1st Year Nurse Tip 4: Communicate!

One thing that drives patient’s and their family members insane, is sitting in a hospital room for hours upon hours without a clue as to why they’re waiting. They just want to go home…well… some don’t, but most do. Every one minute, feels like one hour to these patient’s.

A a nurse, I’m aware of the basic plan for all of my patient’s prior to shift change. I arrive early to investigate the charts and figure out what’s going on, for those under my care. But, that means nothing to the patient or their family members if they aren’t also privy to this info. I know this sounds basic, but many nurses forget.

As I introduce myself to my patient’s during bedside rounds with the off going nurse, I make a habit of stating, “I’ll be your nurse for the day. I’ll keep you posted of the plan for the day and what the doctor’s are saying” And, I do just that. I review the plan with my patient’s. If I see a doc go into my patient’s room, I follow behind, to get the scoop and hear the plan. I communicate. I call family members to keep them posted. Wouldn’t you be anxious and worried if your father, sister, mother or nephew was sick in a hospital bed and you hadn’t a clue what was going on? How would it make you feel to receive a call from the nurse with an update, without you having to make the call?

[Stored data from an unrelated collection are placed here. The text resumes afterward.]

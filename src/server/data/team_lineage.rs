use sea_orm::{ConnectionTrait, DbErr, EntityTrait, QueryOrder};

use crate::server::model::db::TeamLineageModel;

pub struct TeamLineageRepository<'a, C: ConnectionTrait> {
    db: &'a C,
}

impl<'a, C: ConnectionTrait> TeamLineageRepository<'a, C> {
    /// Creates a new instance of [`TeamLineageRepository`]
    pub fn new(db: &'a C) -> Self {
        Self { db }
    }

    /// Gets every predecessor → successor link
    pub async fn get_all(&self) -> Result<Vec<TeamLineageModel>, DbErr> {
        entity::prelude::TeamLineage::find()
            .order_by_asc(entity::team_lineage::Column::Id)
            .all(self.db)
            .await
    }
}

As my patient’s wife walked into the double room her husband occupied the other day, I watched a sour look slowly take over her face, as she passed the patient in the bed next to her husband’s. Her hubby’s roommate was loud, obnoxious and hadn’t heard of the phrase, “respect thy neighbor”. I could read her face from a mile away. She wasn’t happy. Before I could even introduce myself, she was asking me if her husband could be moved to a private room. I had no issues with that, and at once I placed myself in her shoes. If it were my husband, I’d want him in a private room too. Because there were a few empty beds on the floor, I was able to promptly move her sweetheart, and help them feel at ease. It was from that point on that my patient’s wife and I connected. She deals with anxiety over her husband’s health. She wasn’t dealing well with the reality of her husband’d serious illness, and the fact that he had reached the point of chronic renal failure, requiring dialysis. I could hear the fear in her voice. I cared for her husband the next day too. She called me at the most inopportune time during the next shift, but I promised her I’d call back. When I did call back, I spent 10/15 minutes reassuring her and giving her any updates I could give. I read her the doctor’s notes and plans. That’s all she needed. She needed to know she could reach me. Communication is all it takes to ease the nerves of the “over involved” family members.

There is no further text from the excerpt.